Elevator to the Gallows (Ascenseur pour l'échafaud) Reviews
Beautiful B&W photography and a slightly Kafkaesque plotline. I was let down by the ending, too much denouement in what could have been a beautiful tragi-comedy of the absurd. But still a masterwork.
Julien Tavernier seems to have life set. He is a successful business man, is banging a hot married woman on the side, and is making plenty of money. One day the husband of the woman Julien is sleeping with starts getting wise to their activity and Julien kills him and disposes of the body; unfortunately, murder can be more challenging than a business transaction and life is flipped upside down for Julien.
"Is this a joke? It's not a joke?"
Louis Malle, director of May Fools, Damage, Alamo Bay, Crackers, The Thief of Paris, The Lovers, Black Moon, and My Dinner with Andre, delivers Elevator to the Gallows. The storyline for this picture is kind of slow and methodical with some thriller elements sprinkled in here and there. The acting is okay and the cast includes Jeanne Moreau, Maurice Ronet, and Georges Poujouly.

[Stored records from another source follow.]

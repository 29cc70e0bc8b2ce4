//! # retro-realtime
//!
//! Realtime event delivery for collaborative retrospective boards.
//!
//! Application services publish board events and join-request decisions
//! through a [`broker::Broker`]; connected clients receive them over
//! WebSockets. The broker talks to a pluggable pub/sub backend (NATS, Redis
//! or in-process) and keeps exactly one backend subscription per subject,
//! fanning each message out locally to every interested listener.
//!
//! ## Architecture
//!
//! ```text
//! Clients (WebSocket)                Application services
//!     │                                      │
//!     ├── WS handlers (ws/)                  ├── BoardNotifier (service/)
//!     ├── SessionRequestBridge (ws/)         │
//!     │                                      │
//!     └──────────────┬───────────────────────┘
//!                    │
//!              Broker (broker/)
//!              ChannelRegistry: one subscription per subject
//!                    │
//!              Transport (transport/)
//!              NATS · Redis · memory
//! ```

#[cfg(test)]
macro_rules! settle {
    ($cond:expr) => {{
        let mut reached = false;
        for _ in 0..200 {
            if $cond {
                reached = true;
                break;
            }
            tokio::time::sleep(std::time::Duration::from_millis(5)).await;
        }
        assert!(reached, "condition not reached: {}", stringify!($cond));
    }};
}

pub mod api;
pub mod app_state;
pub mod broker;
pub mod config;
pub mod domain;
pub mod error;
pub mod service;
pub mod transport;
pub mod ws;
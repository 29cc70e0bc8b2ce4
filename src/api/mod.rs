//! HTTP layer: router composition and the OpenAPI document.

pub mod handlers;

use axum::Router;
use tower_http::cors::CorsLayer;
use tower_http::trace::TraceLayer;
use utoipa::OpenApi;

use crate::app_state::AppState;
use crate::error::{ErrorBody, ErrorResponse};

/// OpenAPI document of the HTTP surface.
#[derive(Debug, OpenApi)]
#[openapi(
    info(
        title = "retro-realtime",
        description = "Realtime event delivery for retrospective boards."
    ),
    paths(
        handlers::system::health_handler,
        crate::ws::handler::open_board_socket,
        crate::ws::handler::open_session_request_socket,
    ),
    components(schemas(ErrorResponse, ErrorBody)),
    tags(
        (name = "System", description = "Service health"),
        (name = "Realtime", description = "WebSocket event streams"),
    )
)]
pub struct ApiDoc;

/// Builds the complete application router with tracing and CORS layers.
pub fn build_router(state: AppState) -> Router {
    let router = Router::new()
        .merge(handlers::system::routes())
        .merge(crate::ws::routes());

    #[cfg(feature = "swagger-ui")]
    let router = router.merge(
        utoipa_swagger_ui::SwaggerUi::new("/swagger-ui")
            .url("/api-docs/openapi.json", ApiDoc::openapi()),
    );

    router
        .layer(TraceLayer::new_for_http())
        .layer(CorsLayer::permissive())
        .with_state(state)
}
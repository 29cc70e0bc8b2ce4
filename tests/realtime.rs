//! End-to-end tests: a real server on a loopback port with the in-process
//! transport, driven by WebSocket and HTTP clients.

#![allow(clippy::panic)]

use std::net::SocketAddr;
use std::sync::Arc;
use std::time::Duration;

use futures_util::{SinkExt, StreamExt};
use serde_json::json;
use tokio::net::TcpStream;
use tokio_tungstenite::tungstenite::Message;
use tokio_tungstenite::{MaybeTlsStream, WebSocketStream, connect_async};

use retro_realtime::api;
use retro_realtime::app_state::AppState;
use retro_realtime::broker::Broker;
use retro_realtime::domain::{BoardEvent, BoardEventType, BoardId, SessionRequestStatus, UserId};
use retro_realtime::service::BoardNotifier;
use retro_realtime::transport::{MemoryTransport, Transport};

type Client = WebSocketStream<MaybeTlsStream<TcpStream>>;

async fn spawn_server() -> (SocketAddr, AppState) {
    let transport: Arc<dyn Transport> = Arc::new(MemoryTransport::new(64));
    let broker = Arc::new(Broker::new(transport, 16));
    let state = AppState::new(broker, 8);
    let app = api::build_router(state.clone());

    let Ok(listener) = tokio::net::TcpListener::bind("127.0.0.1:0").await else {
        panic!("failed to bind loopback port");
    };
    let Ok(addr) = listener.local_addr() else {
        panic!("no local address");
    };
    tokio::spawn(async move {
        let _ = axum::serve(listener, app).await;
    });
    (addr, state)
}

async fn open(addr: SocketAddr, path: &str) -> Client {
    let url = format!("ws://{addr}{path}");
    let Ok((client, _response)) = connect_async(url.as_str()).await else {
        panic!("websocket handshake failed for {url}");
    };
    client
}

async fn next_text(client: &mut Client) -> String {
    loop {
        let Ok(next) = tokio::time::timeout(Duration::from_secs(2), client.next()).await else {
            panic!("timed out waiting for a frame");
        };
        match next {
            Some(Ok(Message::Text(text))) => return text.as_str().to_owned(),
            Some(Ok(Message::Ping(_) | Message::Pong(_))) => {}
            other => panic!("unexpected frame: {other:?}"),
        }
    }
}

async fn wait_until<F, Fut>(mut check: F)
where
    F: FnMut() -> Fut,
    Fut: std::future::Future<Output = bool>,
{
    for _ in 0..200 {
        if check().await {
            return;
        }
        tokio::time::sleep(Duration::from_millis(10)).await;
    }
    panic!("condition not reached");
}

#[tokio::test]
async fn session_request_socket_receives_decision() {
    let (addr, state) = spawn_server().await;
    let board = BoardId::new();
    let user = UserId::new();

    let mut client = open(addr, &format!("/boards/{board}/requests/{user}")).await;
    tokio_test::assert_ok!(
        state
            .broker
            .broadcast_update_on_board_session_request(board, user, SessionRequestStatus::Accepted)
            .await
    );

    assert_eq!(next_text(&mut client).await, "\"ACCEPTED\"");
}

#[tokio::test]
async fn second_socket_shares_the_subscription() {
    let (addr, state) = spawn_server().await;
    let board = BoardId::new();
    let user = UserId::new();
    let path = format!("/boards/{board}/requests/{user}");

    let mut first = open(addr, &path).await;
    let mut second = open(addr, &path).await;

    assert_eq!(state.session_requests.forwarder_count(board).await, 1);
    assert_eq!(state.session_requests.connection_count(board, user).await, 2);
    assert_eq!(
        state.broker.session_request_listener_count(board, user).await,
        1
    );

    let notifier = BoardNotifier::new(Arc::clone(&state.broker));
    notifier
        .session_request_decided(board, user, SessionRequestStatus::Rejected)
        .await;

    assert_eq!(next_text(&mut first).await, "\"REJECTED\"");
    assert_eq!(next_text(&mut second).await, "\"REJECTED\"");
}

#[tokio::test]
async fn closing_sockets_releases_the_subscription() {
    let (addr, state) = spawn_server().await;
    let board = BoardId::new();
    let user = UserId::new();

    let mut client = open(addr, &format!("/boards/{board}/requests/{user}")).await;
    assert_eq!(state.session_requests.board_count(), 1);

    tokio_test::assert_ok!(client.close(None).await);
    drop(client);

    let bridge = &state.session_requests;
    let broker = &state.broker;
    wait_until(|| async move { bridge.board_count() == 0 }).await;
    wait_until(|| async move { broker.active_subjects().await == 0 }).await;
}

#[tokio::test]
async fn board_socket_streams_events_in_order() {
    let (addr, state) = spawn_server().await;
    let board = BoardId::new();
    let mut client = open(addr, &format!("/boards/{board}/ws")).await;

    let notifier = BoardNotifier::new(Arc::clone(&state.broker));
    notifier
        .publish(board, BoardEventType::NotesUpdated, &json!({"note": 1}))
        .await;
    notifier
        .publish_event(board, &BoardEvent::empty(BoardEventType::BoardDeleted))
        .await;

    let first: serde_json::Value = match serde_json::from_str(&next_text(&mut client).await) {
        Ok(value) => value,
        Err(err) => panic!("invalid frame: {err}"),
    };
    assert_eq!(first, json!({"type": "NOTES_UPDATED", "data": {"note": 1}}));

    let Ok(second) = serde_json::from_str::<BoardEvent>(&next_text(&mut client).await) else {
        panic!("invalid frame");
    };
    assert_eq!(second.event_type, BoardEventType::BoardDeleted);
}

#[tokio::test]
async fn board_socket_ignores_other_boards() {
    let (addr, state) = spawn_server().await;
    let board = BoardId::new();
    let mut client = open(addr, &format!("/boards/{board}/ws")).await;

    let notifier = BoardNotifier::new(Arc::clone(&state.broker));
    notifier
        .publish(BoardId::new(), BoardEventType::ColumnDeleted, &json!({}))
        .await;
    notifier
        .publish(board, BoardEventType::ColumnsUpdated, &json!([]))
        .await;

    let Ok(event) = serde_json::from_str::<BoardEvent>(&next_text(&mut client).await) else {
        panic!("invalid frame");
    };
    assert_eq!(event.event_type, BoardEventType::ColumnsUpdated);
}

#[tokio::test]
async fn malformed_board_id_is_rejected() {
    let (addr, _state) = spawn_server().await;
    let url = format!("ws://{addr}/boards/not-a-uuid/ws");
    assert!(connect_async(url.as_str()).await.is_err());
}

#[tokio::test]
async fn health_follows_broker_state() {
    let (addr, state) = spawn_server().await;
    let url = format!("http://{addr}/health");

    let Ok(response) = reqwest::get(url.as_str()).await else {
        panic!("health request failed");
    };
    assert_eq!(response.status().as_u16(), 204);

    state.broker.close().await;
    let Ok(response) = reqwest::get(url.as_str()).await else {
        panic!("health request failed");
    };
    assert_eq!(response.status().as_u16(), 503);
}

#[tokio::test]
async fn socket_open_fails_when_broker_is_closed() {
    let (addr, state) = spawn_server().await;
    state.broker.close().await;

    let url = format!("ws://{addr}/boards/{}/requests/{}", BoardId::new(), UserId::new());
    assert!(connect_async(url.as_str()).await.is_err());
    assert_eq!(state.session_requests.board_count(), 0);
}

#[tokio::test]
async fn waiting_socket_closes_when_broker_goes_away() {
    let (addr, state) = spawn_server().await;
    let board = BoardId::new();
    let user = UserId::new();
    let mut client = open(addr, &format!("/boards/{board}/requests/{user}")).await;

    state.broker.close().await;

    loop {
        let Ok(next) = tokio::time::timeout(Duration::from_secs(2), client.next()).await else {
            panic!("socket still open after the broker closed");
        };
        match next {
            Some(Ok(Message::Close(_))) | None | Some(Err(_)) => break,
            Some(Ok(Message::Ping(_) | Message::Pong(_))) => {}
            other => panic!("unexpected frame: {other:?}"),
        }
    }
    let bridge = &state.session_requests;
    wait_until(|| async move { bridge.board_count() == 0 }).await;
}
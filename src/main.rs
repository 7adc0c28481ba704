mod cli;
mod codemaker;
mod config;
mod error;
mod language;
mod lifecycle;
mod logging;
mod orchestrator;
mod ui;
mod walker;

use std::io::{self, Write};
use std::process::ExitCode;

use anyhow::{Context, Result};
use clap::Parser;
use tracing::{error, info, warn};

use cli::{Cli, Command, JobInvocation};
use codemaker::CodemakerClient;
use config::CodemakerConfig;
use lifecycle::CancelSignal;
use orchestrator::Orchestrator;
use ui::Reporter;

#[tokio::main]
async fn main() -> ExitCode {
    let cli = Cli::parse();

    if let Err(e) = logging::init(cli.verbose) {
        eprintln!("{e:#}");
    }

    match run(cli.command).await {
        Ok(()) => ExitCode::SUCCESS,
        Err(e) => {
            error!("{e:#}");
            ExitCode::FAILURE
        }
    }
}

async fn run(command: Command) -> Result<()> {
    match command {
        Command::Generate { target } => run_jobs(target.into_invocation()).await,
        Command::Migrate { target } => run_jobs(target.into_invocation()).await,
        Command::Refactor { target } => run_jobs(target.into_invocation()).await,
        Command::Configure => configure(),
        Command::Version => {
            println!(
                "CodeMaker CLI version {} (Build {})",
                env!("CARGO_PKG_VERSION"),
                option_env!("CODEMAKER_BUILD").unwrap_or("dev")
            );
            Ok(())
        }
    }
}

async fn run_jobs(invocation: JobInvocation) -> Result<()> {
    // Credentials are resolved before anything touches the network.
    let api_key = config::resolve_api_key().context("no valid API key found")?;
    let settings = CodemakerConfig::load()?;
    let client = CodemakerClient::with_base_url(api_key, settings.endpoint.clone())?;
    let policy = settings.poll_policy();
    let reporter = Reporter::new();

    let (trigger, cancel) = CancelSignal::channel();
    tokio::spawn(async move {
        if tokio::signal::ctrl_c().await.is_err() {
            return;
        }
        warn!("interrupt received, stopping (press Ctrl-C again to quit now)");
        let _ = trigger.send(true);

        // The default SIGINT handler stays replaced, so a second press exits here.
        if tokio::signal::ctrl_c().await.is_ok() {
            error!("second interrupt, exiting");
            std::process::exit(130);
        }
    });

    let JobInvocation {
        operation,
        options,
        files,
    } = invocation;
    let summary = Orchestrator::new(&client, &policy, &reporter)
        .with_cancel(cancel)
        .run(operation, &options, &files)
        .await
        .with_context(|| format!("{operation:?} aborted"))?;

    info!(
        processed = summary.processed,
        failed = summary.failed,
        "batch finished"
    );
    Ok(())
}

fn configure() -> Result<()> {
    info!("Configure CLI");

    print!("Enter API Key: ");
    io::stdout().flush()?;
    let mut api_key = String::new();
    io::stdin()
        .read_line(&mut api_key)
        .context("failed to read the API key from stdin")?;

    let path = config::credentials_path()?;
    config::write_credentials(&path, &api_key)?;
    info!(path = %path.display(), "configuration saved");
    Ok(())
}
use std::future::Future;
use std::time::Duration;

use tokio::sync::watch;
use tokio::time::{Instant, sleep};
use tracing::debug;

use super::backoff::PollPolicy;
use super::state::{PollStateMachine, State, Transition};
use crate::codemaker::{JobClient, JobHandle, JobOutput, JobRequest, JobStatus};
use crate::error::CodemakerError;

/// Hooks fired while a job is driven to completion. All default to no-ops.
pub trait PollObserver {
    fn submitted(&self, _handle: &JobHandle) {}

    fn status(&self, _attempt: u32, _status: JobStatus) {}

    fn backoff(&self, _attempt: u32, _delay: Duration) {}
}

impl PollObserver for () {}

/// Receiving side of an interactive stop request (Ctrl-C).
#[derive(Debug, Clone)]
pub struct CancelSignal(watch::Receiver<bool>);

impl CancelSignal {
    /// Returns the trigger and the signal. Sending `true` cancels.
    pub fn channel() -> (watch::Sender<bool>, Self) {
        let (tx, rx) = watch::channel(false);
        (tx, Self(rx))
    }

    pub fn is_cancelled(&self) -> bool {
        *self.0.borrow()
    }

    /// Resolves once cancellation is requested; never if the trigger is dropped.
    pub async fn cancelled(&mut self) {
        if self.0.wait_for(|c| *c).await.is_err() {
            std::future::pending::<()>().await;
        }
    }
}

/// Await `fut` unless cancellation is requested first. `None` means cancelled.
///
/// A future that is already ready wins over a pending cancellation.
async fn unless_cancelled<T>(
    cancel: &mut Option<CancelSignal>,
    fut: impl Future<Output = T>,
) -> Option<T> {
    match cancel.as_mut() {
        Some(signal) => {
            tokio::select! {
                biased;
                out = fut => Some(out),
                _ = signal.cancelled() => None,
            }
        }
        None => Some(fut.await),
    }
}

/// Result of a job that reached `Completed`.
#[derive(Debug, Clone)]
pub struct JobReport {
    pub handle: JobHandle,
    pub output: JobOutput,
    pub polls: u32,
    pub elapsed: Duration,
}

/// Drives one job: submit, poll with backoff until terminal, fetch.
pub struct JobRunner<'a, C> {
    client: &'a C,
    policy: &'a PollPolicy,
    cancel: Option<CancelSignal>,
}

impl<'a, C: JobClient> JobRunner<'a, C> {
    pub fn new(client: &'a C, policy: &'a PollPolicy) -> Self {
        Self {
            client,
            policy,
            cancel: None,
        }
    }

    pub fn with_cancel(mut self, cancel: Option<CancelSignal>) -> Self {
        self.cancel = cancel;
        self
    }

    /// Run `request` to a terminal state.
    ///
    /// Submission and transport failures are returned as-is and never
    /// retried here. Output is fetched only after a `Completed` status.
    /// Every service call and backoff sleep is abandoned on cancellation.
    pub async fn run(
        &self,
        request: &JobRequest,
        observer: &dyn PollObserver,
    ) -> Result<JobReport, CodemakerError> {
        let mut cancel = self.cancel.clone();
        let handle = unless_cancelled(&mut cancel, self.client.submit(request))
            .await
            .ok_or(CodemakerError::Interrupted)?
            .map_err(CodemakerError::Submission)?;
        let started = Instant::now();
        let deadline = started + self.policy.timeout;
        observer.submitted(&handle);
        debug!(job = %handle, state = %State::Submitted, mode = ?request.mode, "job submitted");

        let mut attempt: u32 = 0;
        loop {
            let Some(status) = unless_cancelled(&mut cancel, self.client.poll_status(&handle)).await
            else {
                return Err(CodemakerError::Cancelled(handle));
            };
            let status = status.map_err(CodemakerError::Transport)?;
            observer.status(attempt, status);

            let transition = PollStateMachine::next(status, Instant::now(), deadline);
            debug!(job = %handle, attempt, %status, state = %transition.target(), "polled");
            match transition {
                Transition::Complete => break,
                Transition::Fail(JobStatus::TimedOut) => {
                    return Err(CodemakerError::ServiceTimedOut(handle));
                }
                Transition::Fail(_) => return Err(CodemakerError::ServiceProcessingFailed(handle)),
                Transition::Expire => {
                    return Err(CodemakerError::ClientTimedOut {
                        handle,
                        elapsed: started.elapsed(),
                    });
                }
                Transition::Wait => {}
            }

            if cancel.as_ref().is_some_and(CancelSignal::is_cancelled) {
                return Err(CodemakerError::Cancelled(handle));
            }

            let delay = self.policy.delay_for_attempt(attempt);
            observer.backoff(attempt, delay);
            if unless_cancelled(&mut cancel, sleep(delay)).await.is_none() {
                return Err(CodemakerError::Cancelled(handle));
            }
            attempt += 1;
        }

        let Some(output) = unless_cancelled(&mut cancel, self.client.fetch_output(&handle)).await
        else {
            return Err(CodemakerError::Cancelled(handle));
        };
        let output = output.map_err(CodemakerError::Transport)?;

        Ok(JobReport {
            handle,
            output,
            polls: attempt + 1,
            elapsed: started.elapsed(),
        })
    }
}
pub mod client;
pub mod error;
pub mod types;

pub use client::CodemakerClient;
pub use error::ClientError;
pub use types::{JobHandle, JobOutput, JobRequest, JobStatus, Mode, Modify};

/// The three service calls the job engine depends on.
///
/// `fetch_output` must only be called after `poll_status` reported
/// [`JobStatus::Completed`] for the same handle.
#[allow(async_fn_in_trait)]
pub trait JobClient {
    async fn submit(&self, request: &JobRequest) -> Result<JobHandle, ClientError>;

    async fn poll_status(&self, handle: &JobHandle) -> Result<JobStatus, ClientError>;

    async fn fetch_output(&self, handle: &JobHandle) -> Result<JobOutput, ClientError>;
}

"Don't sneer at war. It's your bread and butter."
I recently came across this on Turner Classic Movies (TCM) and decided to give it a shot so I DVR'd it. I recently watched this and felt it was a bit bland, just okay, and not very...thrilling. There is a nice conclusion here; but other than that, I'd probably skip this.
"It's the same man...I'm telling you!"
The lovers are Julien (Maurice Ronet) and Florence (Jeanne Moreau), her husband powerful business magnate Simon Carala (Jean Well). She married young, putting comfort ahead of adoration; Julien, incidentally, resides under her husband's employment. They aren't planning to off the man for his money - they figure the publicity, the ruthlessness of her husband would be catastrophic in their relationship. So they come up with a foolproof plan: while Florence waits around in a chic Parisian café, Julien, pretending to go back up to his office for a few after hour tasks, will instead climb up to Carala's work space, shoot him point blank, and stage it as if it were a suicide.
It is the perfect murder, and is, for the most part, carried out with finesse only paralleled by the most experienced of assassins. After the deed is done and the suspicions of his coworkers go untouched, Julien treads back to his convertible as if nothing is off, cool as a cucumber. But just as his foot steps on the gas, he notices that the grapple hook he used to climb into Carala's office remains. Though it's bound to eventually fall and go unnoticed by investigators, Julien's paranoia manages to seep into his common sense - so he decides to barge back into the building at the last moment, figuring that taking a chance poses too many risks. But as he takes the elevator back up to his office, the very worst possible scenario becomes a reality when the security guard shuts off the electricity and leaves our sympathetic killer trapped in the confines of the shaft.
Florence waits for what feels like days, wandering around the city while hiding her internal despair, letting rain pour onto her poreless facsimile as she gives numb face to the empty chill of the night. Did the lover she once trusted betray her?
"Elevator to the Gallows", the directorial debut of Louis Malle, is a mood piece years ahead of its time, its Miles Davis scored, glacial black-and-white assimilating it into something nearly futuristic in its slippery minimalism. It's film noir at its most downbeat, its most bewitching; the midnight streets of the city are seductively "The Third Man", and the murder is an act of love tattered by true affection rather than the artificial sort of "Double Indemnity". "Elevator to the Gallows" is so elegantly dangerous because it's the kind of film where everything goes wrong; perfection is cheap. It's the alarm of an unexpected deviation that beguiles.
The central romance between Julien and Florence diffuses a sort of efficacy only found in the love stories of forgotten classics - their devotion to one another makes the stake riddled surroundings all the more agonizing because we want them to end up together. Their crime is not a part of a double-cross or a scheme; it's an act of despondency fueled by desire. The side-plot, which focuses on the attractive teenage couple (Georges Poujouly, Yori Bertin) that steals Julien's car, commits murder, attempts suicide, and gets him framed, is so gripping only because it so eccentrically reflects the plight of the main anti-heroes. While the latter couple plans everything methodically yet doesn't get away with it, the former acts on haphazard instinct and glides by with ludicrous success. It's an irony Malle sees through with an utmost tragic eye.
But "Elevator to the Gallows" is stylish, sophisticated entertainment meant to bridge the gap between thriller style and the heaviness of crime and its side effects. In the end, our eyes are more pleased than our intellectual pangs (it's much more captivating to gaze upon Moreau's masterfully understated performance than consider the reality of it all), but "Elevator to the Gallows" is a noir less 1958 and more timeless - its efficiency has not aged.